Tesco has cheered record Christmas trading, but warned Covid-linked costs are on track to be higher than expected at £810 million.
The FTSE 100 grocer said the pandemic costs for the year to the end of February are up from a previous estimate of £725 million. That is due to the increasing severity of the pandemic, and covers for factors such as increased staff absence.
But the company has not changed its full-year profit guidance following booming sales over Christmas.
Tesco is classified as an ‘essential’ retailer and has been able to stay open during lockdowns while a number of high street firms have temporarily had to close branches.
The firm, led by Ken Murphy since October, said UK comparable sales rose 6.7% in the 13 weeks to November 28, and accelerated to 8.1% over the festive period, the six weeks to January 9.
Murphy said: “We delivered a record Christmas across all of our formats and channels.”
Christmas sales were led by food, with high demand for chain’s ‘Finest’ range.
The busiest shopping day was on December 21 when over 110 million products sold.
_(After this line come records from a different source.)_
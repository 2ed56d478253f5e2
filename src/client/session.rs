use super::cache::{AudioHandle, DocumentId, PageRange, PlaybackFingerprint, VoiceSettings};
use super::error::ClientError;
use super::page_text::PageTextSource;
use super::player::{AudioOutput, PlayAction, PlaybackController, PlaybackState};
use super::speech_client::SpeechClient;
use crate::domain::speech::SpeechRequest;

/// A reader looking at one document: extracts text, requests narration and
/// plays it through a single playback control
pub struct ReaderSession<S: PageTextSource, O: AudioOutput> {
    speech_client: SpeechClient,
    pages: S,
    document: DocumentId,
    settings: VoiceSettings,
    player: PlaybackController<O>,
}

impl<S: PageTextSource, O: AudioOutput> ReaderSession<S, O> {
    pub fn new(
        speech_client: SpeechClient,
        pages: S,
        document: DocumentId,
        settings: VoiceSettings,
        output: O,
    ) -> Self {
        Self {
            speech_client,
            pages,
            document,
            settings,
            player: PlaybackController::new(output),
        }
    }

    pub fn state(&self) -> &PlaybackState {
        self.player.state()
    }

    pub fn player(&self) -> &PlaybackController<O> {
        &self.player
    }

    pub fn settings(&self) -> &VoiceSettings {
        &self.settings
    }

    /// Narrate a single page, replaying cached audio when nothing changed
    pub async fn play_page(&mut self, page_number: u32) -> Result<PlayAction, ClientError> {
        let fingerprint = self.fingerprint(PageRange::Page(page_number));
        let action = self.player.play(fingerprint)?;
        let PlayAction::Fetch { generation } = action else {
            return Ok(action);
        };

        let text = match self.pages.page_text(&self.document, page_number).await {
            Ok(page) => page.text,
            Err(e) => {
                tracing::warn!(page_number, error = %e, "No text to narrate");
                self.player.on_failed(generation, e.to_string());
                return Err(e.into());
            }
        };

        let request = self.request(text, Some(page_number), false);
        self.fetch(generation, request).await?;
        Ok(action)
    }

    /// Narrate every page of the document in one continuous request
    pub async fn play_document(&mut self) -> Result<PlayAction, ClientError> {
        let fingerprint = self.fingerprint(PageRange::WholeDocument);
        let action = self.player.play(fingerprint)?;
        let PlayAction::Fetch { generation } = action else {
            return Ok(action);
        };

        let text = match self.pages.document_text(&self.document).await {
            Ok(text) => text,
            Err(e) => {
                tracing::warn!(error = %e, "No text to narrate");
                self.player.on_failed(generation, e.to_string());
                return Err(e.into());
            }
        };

        let request = self.request(text, None, true);
        self.fetch(generation, request).await?;
        Ok(action)
    }

    pub fn pause(&mut self) -> Result<(), ClientError> {
        Ok(self.player.pause()?)
    }

    pub fn resume(&mut self) -> Result<(), ClientError> {
        Ok(self.player.resume()?)
    }

    pub fn set_settings(&mut self, settings: VoiceSettings) {
        self.player.change_settings(&settings);
        self.settings = settings;
    }

    /// Switch to another document, releasing everything cached for this one
    pub fn open_document(&mut self, document: DocumentId) {
        self.player.close();
        self.document = document;
    }

    pub fn close(&mut self) {
        self.player.close();
    }

    fn fingerprint(&self, range: PageRange) -> PlaybackFingerprint {
        PlaybackFingerprint::new(self.document.clone(), range, &self.settings)
    }

    fn request(&self, text: String, page_number: Option<u32>, is_continuous: bool) -> SpeechRequest {
        SpeechRequest {
            text,
            voice_id: self.settings.voice_id.clone(),
            speed: Some(self.settings.speed),
            temperature: Some(self.settings.temperature),
            page_number,
            is_continuous,
        }
    }

    async fn fetch(&mut self, generation: u64, request: SpeechRequest) -> Result<(), ClientError> {
        let player = &mut self.player;
        let result = self
            .speech_client
            .synthesize_audio(&request, |progress| {
                player.on_progress(generation, progress);
            })
            .await;

        match result {
            Ok(audio) => {
                let handle = AudioHandle::new(audio.bytes, audio.duration_seconds);
                self.player.on_ready(generation, handle)?;
                Ok(())
            }
            Err(e) => {
                self.player.on_failed(generation, e.to_string());
                Err(e)
            }
        }
    }
}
The company added that online sales soared, and equated to nearly £1 billion extra sales over the 19-week period compared to the same period 12 months earlier.
The supermarket giant said order numbers after Christmas have continued to grow, and it exceeded its all-time records for both home deliveries and click & collect last week.
Following the post-Brexit trade deal , Murphy said: “We have seen some limited disruption into the Republic of Ireland and into the north of Ireland, but we’re working very closely with government on both sides of the Irish Sea to smooth the flow of product.”
He added that there had been some “teething problems” with supply flows from continental Europe to the UK.
Under the trade deal struck on Christmas Eve, there are no tariffs for goods coming into the UK. But for firms that import products here and then send them to customers in the bloc there are potential tariffs.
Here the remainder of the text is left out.